[[ SOURCE MATERIAL, beginning ]]

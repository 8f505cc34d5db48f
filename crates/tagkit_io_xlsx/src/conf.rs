//! XLSX constants and default preset factories.

use crate::spec::{SpecCellFormat, SpecExpandJob, SpecXlsxWriteOptions};

/// Excel worksheet maximum row count.
pub const N_NROWS_EXCEL_MAX: usize = 1_048_576;
/// Excel worksheet maximum column count.
pub const N_NCOLS_EXCEL_MAX: usize = 16_384;

/// Sheet operated on when none is configured.
pub const C_SHEET_NAME_DEFAULT: &str = "Sheet1";
/// Columns repeated verbatim on every derived row.
pub const TUP_COLS_FIXED_DEFAULT: [&str; 3] = ["SR. NO.", "P&ID NUMBER", "LINE NUMBER"];
/// Fixed columns whose key tuple drives vertical merges.
pub const TUP_COLS_MERGE_KEY_DEFAULT: [&str; 2] = ["P&ID NUMBER", "LINE NUMBER"];

/// Prefix used to name header cells left blank in the source sheet.
pub const C_COLNAME_UNNAMED_PREFIX: &str = "Unnamed: ";
/// Infix used when deriving the backup path (`tags.xlsx` -> `tags.bak.xlsx`).
pub const C_BACKUP_INFIX: &str = "bak";

/// Format applied to plain header and body cells.
///
/// Left empty: source formatting is not carried over.
pub fn derive_default_text_format() -> SpecCellFormat {
    SpecCellFormat::default()
}

/// Format applied to every cell covered by a vertical merge.
pub fn derive_default_merge_format() -> SpecCellFormat {
    SpecCellFormat {
        align: Some("center".to_string()),
        valign: Some("vcenter".to_string()),
        ..Default::default()
    }
}

/// Build default write options.
pub fn derive_default_xlsx_write_options() -> SpecXlsxWriteOptions {
    SpecXlsxWriteOptions::default()
}

/// Build the default job for `file_path` using the stock tag-list layout.
pub fn derive_default_expand_job(file_path: impl Into<std::path::PathBuf>) -> SpecExpandJob {
    SpecExpandJob {
        file_in: file_path.into(),
        file_out: None,
        sheet_name: C_SHEET_NAME_DEFAULT.to_string(),
        cols_fixed: TUP_COLS_FIXED_DEFAULT.iter().map(|c| c.to_string()).collect(),
        cols_merge_key: TUP_COLS_MERGE_KEY_DEFAULT
            .iter()
            .map(|c| c.to_string())
            .collect(),
        if_backup: false,
        write_options: derive_default_xlsx_write_options(),
    }
}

[[ SOURCE MATERIAL, end ]]

ASSIGNED TASK: Repeat the entries word for word. Skip none of them.

TASK RESULT:
repository 8f505cc34d5db48f
filename crates/tagkit_io_xlsx/src/conf.rs
//! XLSX constants and default preset factories.

use crate::spec::{SpecCellFormat, SpecExpandJob, SpecXlsxWriteOptions};

/// Excel worksheet maximum row count.
pub const N_NROWS_EXCEL_MAX: usize = 1_048_576;
/// Excel worksheet maximum column count.
pub const N_NCOLS_EXCEL_MAX: usize = 16_384;

/// Sheet operated on when none is configured.
pub const C_SHEET_NAME_DEFAULT: &str = "Sheet1";
/// Columns repeated verbatim on every derived row.
pub const TUP_COLS_FIXED_DEFAULT: [&str; 3] = ["SR. NO.", "P&ID NUMBER", "LINE NUMBER"];
/// Fixed columns whose key tuple drives vertical merges.
pub const TUP_COLS_MERGE_KEY_DEFAULT: [&str; 2] = ["P&ID NUMBER", "LINE NUMBER"];

/// Prefix used to name header cells left blank in the source sheet.
pub const C_COLNAME_UNNAMED_PREFIX: &str = "Unnamed: ";
/// Infix used when deriving the backup path (`tags.xlsx` -> `tags.bak.xlsx`).
pub const C_BACKUP_INFIX: &str = "bak";

/// Format applied to plain header and body cells.
///
/// Left empty: source formatting is not carried over.
pub fn derive_default_text_format() -> SpecCellFormat {
    SpecCellFormat::default()
}

/// Format applied to every cell covered by a vertical merge.
pub fn derive_default_merge_format() -> SpecCellFormat {
    SpecCellFormat {
        align: Some("center".to_string()),
        valign: Some("vcenter".to_string()),
        ..Default::default()
    }
}

/// Build default write options.
pub fn derive_default_xlsx_write_options() -> SpecXlsxWriteOptions {
    SpecXlsxWriteOptions::default()
}

/// Build the default job for `file_path` using the stock tag-list layout.
pub fn derive_default_expand_job(file_path: impl Into<std::path::PathBuf>) -> SpecExpandJob {
    SpecExpandJob {
        file_in: file_path.into(),
        file_out: None,
        sheet_name: C_SHEET_NAME_DEFAULT.to_string(),
        cols_fixed: TUP_COLS_FIXED_DEFAULT.iter().map(|c| c.to_string()).collect(),
        cols_merge_key: TUP_COLS_MERGE_KEY_DEFAULT
            .iter()
            .map(|c| c.to_string())
            .collect(),
        if_backup: false,
        write_options: derive_default_xlsx_write_options(),
    }
}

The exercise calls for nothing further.